Algunos alaban la presunta verdad, pero la dotan de muchos recipientes; olvidando su dependencia prueban
su relación y paradoja, la canción de la experiencia y la ilusión. La paradoja no es la “verdad”, mas la verdad
es que cualquier cosa puede ser verdad durante un tiempo. De lo que suplanta la paradoja y lo que en ella es
implícito (“no necesario”), yo haré la base de mi enseñanza. Determinemos que lo deliberativo, “la verdad”,
no puede ser dividido. El auto-amor sólo no puede ser negado y es Auto-amor cuando es paradójico, bajo
cualquier condición, por tanto ello por sí sólo es verdad, completo sin accesorios.
¡Otros alaban la Magia ceremonial, y se supone que han de sufrir mucho Éxtasis! ¡Nuestros psiquiátricos
están abarrotados, el escenario está invadido! ¿Es simbolizando que nos convertimos en lo simbolizado?

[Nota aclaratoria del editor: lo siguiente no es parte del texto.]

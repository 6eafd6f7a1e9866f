pub mod config;
pub mod error;
pub mod types;

pub use config::UrbanEyeConfig;
pub use error::{Result, UrbanEyeError};
pub use types::*;
use anyhow::{Context, Result};
use serde::{Deserialize, Serialize};
use std::fs;
use std::path::{Path, PathBuf};
use std::time::Duration;
use tracing::{debug, info};

use crate::history::{DEFAULT_HISTORY_CAPACITY, JsonFileHistoryStore};
use crate::player::{AudioSettings, PlayerSettings, SkipWindows};
use crate::services::ContinuitySettings;

#[derive(Debug, Clone, Default, PartialEq, Serialize, Deserialize)]
pub struct Config {
    #[serde(default)]
    pub playback: PlaybackConfig,

    #[serde(default)]
    pub history: HistoryConfig,

    #[serde(default)]
    pub api: ApiConfig,
}

#[derive(Debug, Clone, PartialEq, Serialize, Deserialize)]
pub struct PlaybackConfig {
    /// Advance to the next episode when one ends
    #[serde(default = "default_true")]
    pub auto_play: bool,

    /// Start playing as soon as media is ready
    #[serde(default = "default_true")]
    pub autoplay_on_load: bool,

    #[serde(default = "default_quality")]
    pub preferred_quality: u32,

    #[serde(default = "default_intro_window")]
    pub intro_window_seconds: f64,

    #[serde(default = "default_outro_window")]
    pub outro_window_seconds: f64,

    #[serde(default = "default_save_interval")]
    pub progress_save_interval_seconds: u64,

    #[serde(default = "default_volume")]
    pub default_volume: f64,
}

#[derive(Debug, Clone, PartialEq, Serialize, Deserialize)]
pub struct HistoryConfig {
    #[serde(default = "default_history_capacity")]
    pub capacity: usize,

    /// Overrides the history file location
    #[serde(default, skip_serializing_if = "Option::is_none")]
    pub path: Option<PathBuf>,
}

#[derive(Debug, Clone, PartialEq, Serialize, Deserialize)]
pub struct ApiConfig {
    #[serde(default = "default_base_url")]
    pub base_url: String,

    /// Sent with every catalog request
    #[serde(default = "default_language")]
    pub language: String,

    #[serde(default = "default_timeout")]
    pub timeout_seconds: u64,
}

impl Config {
    pub fn load() -> Result<Self> {
        let config_path = Self::config_path()?;

        if config_path.exists() {
            Self::load_from(&config_path)
        } else {
            info!("No config file found, using defaults");
            let config = Config::default();
            config.save()?;
            Ok(config)
        }
    }

    pub fn load_from(path: &Path) -> Result<Self> {
        debug!("Loading config from {:?}", path);
        let contents = fs::read_to_string(path).context("Failed to read config file")?;
        let config: Config = toml::from_str(&contents).context("Failed to parse config file")?;
        info!("Config loaded successfully");
        Ok(config)
    }

    pub fn save(&self) -> Result<()> {
        self.save_to(&Self::config_path()?)
    }

    pub fn save_to(&self, path: &Path) -> Result<()> {
        if let Some(parent) = path.parent() {
            fs::create_dir_all(parent).context("Failed to create config directory")?;
        }

        let contents = toml::to_string_pretty(self).context("Failed to serialize config")?;
        fs::write(path, contents).context("Failed to write config file")?;

        debug!("Config saved to {:?}", path);
        Ok(())
    }

    pub fn config_path() -> Result<PathBuf> {
        let config_dir = dirs::config_dir().context("Failed to get config directory")?;
        Ok(config_dir.join("dramapop").join("config.toml"))
    }

    pub fn history_path(&self) -> Result<PathBuf> {
        match &self.history.path {
            Some(path) => Ok(path.clone()),
            None => JsonFileHistoryStore::default_path().context("Failed to get data directory"),
        }
    }

    pub fn player_settings(&self) -> PlayerSettings {
        PlayerSettings {
            skip_windows: SkipWindows::new(
                self.playback.intro_window_seconds,
                self.playback.outro_window_seconds,
            ),
            autoplay_on_load: self.playback.autoplay_on_load,
            audio: AudioSettings {
                volume: self.playback.default_volume.clamp(0.0, 1.0),
                ..AudioSettings::default()
            },
        }
    }

    pub fn continuity_settings(&self) -> ContinuitySettings {
        ContinuitySettings {
            auto_play: self.playback.auto_play,
            preferred_quality: self.playback.preferred_quality,
            progress_save_interval: Duration::from_secs(self.playback.progress_save_interval_seconds),
        }
    }

    pub fn api_timeout(&self) -> Duration {
        Duration::from_secs(self.api.timeout_seconds)
    }
}

impl Default for PlaybackConfig {
    fn default() -> Self {
        Self {
            auto_play: true,
            autoplay_on_load: true,
            preferred_quality: default_quality(),
            intro_window_seconds: default_intro_window(),
            outro_window_seconds: default_outro_window(),
            progress_save_interval_seconds: default_save_interval(),
            default_volume: default_volume(),
        }
    }
}

impl Default for HistoryConfig {
    fn default() -> Self {
        Self {
            capacity: default_history_capacity(),
            path: None,
        }
    }
}

impl Default for ApiConfig {
    fn default() -> Self {
        Self {
            base_url: default_base_url(),
            language: default_language(),
            timeout_seconds: default_timeout(),
        }
    }
}

fn default_true() -> bool {
    true
}

fn default_quality() -> u32 {
    720
}

fn default_intro_window() -> f64 {
    90.0
}

fn default_outro_window() -> f64 {
    30.0
}

fn default_save_interval() -> u64 {
    10
}

fn default_volume() -> f64 {
    1.0
}

fn default_history_capacity() -> usize {
    DEFAULT_HISTORY_CAPACITY
}

fn default_base_url() -> String {
    "https://dramabox-api.example.com".to_string()
}

fn default_language() -> String {
    "en".to_string()
}

fn default_timeout() -> u64 {
    30
}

Si
tuviera que coronarme Rey, ¿debería ser Rey? Más bien sería un objeto de repugnancia o lástima. Estos
Magos, cuya insinceridad es su seguridad, no son sino los dandis sin empleo de los Burdeles. La Magia no es
sino la capacidad natural propia para atraer sin pedir; la ceremonia lo que no es afectado, cuya doctrina es la
negación de la suya. Les conozco bien a ellos y a su credo del aprendizaje que les enseña el miedo a su
propia luz. Vampiros, son como la propia hélice en movimiento de atracción. Sus prácticas prueban su
incapacidad, no tienen magia para intensificar lo normal, el gozo de un niño o persona sana, ninguna para
evocar de ellos su placer o sabiduría. Sus métodos dependientes de una ciénaga de la imaginación y un caos
de condiciones, su conocimiento obtenido con menos decencia que la hiena su comida, digo que son menos
libres y no obtienen la satisfacción del más mezquino de los animales. Condenados a sí mismos en su
repugnante obesidad, su vacío de poder, sin siquiera la magia del encanto o belleza personal, son ofensivos
en su mal gusto y en cómo se dedican a anunciarse. La libertad de la energía no se obtiene a través de su
esclavitud, no se obtiene gran poder mediante la desintegración. ¿No se debe a que nuestra energía (o materia
mental) está ya atada y dividida, que no somos capaces, no digamos ya mágicos?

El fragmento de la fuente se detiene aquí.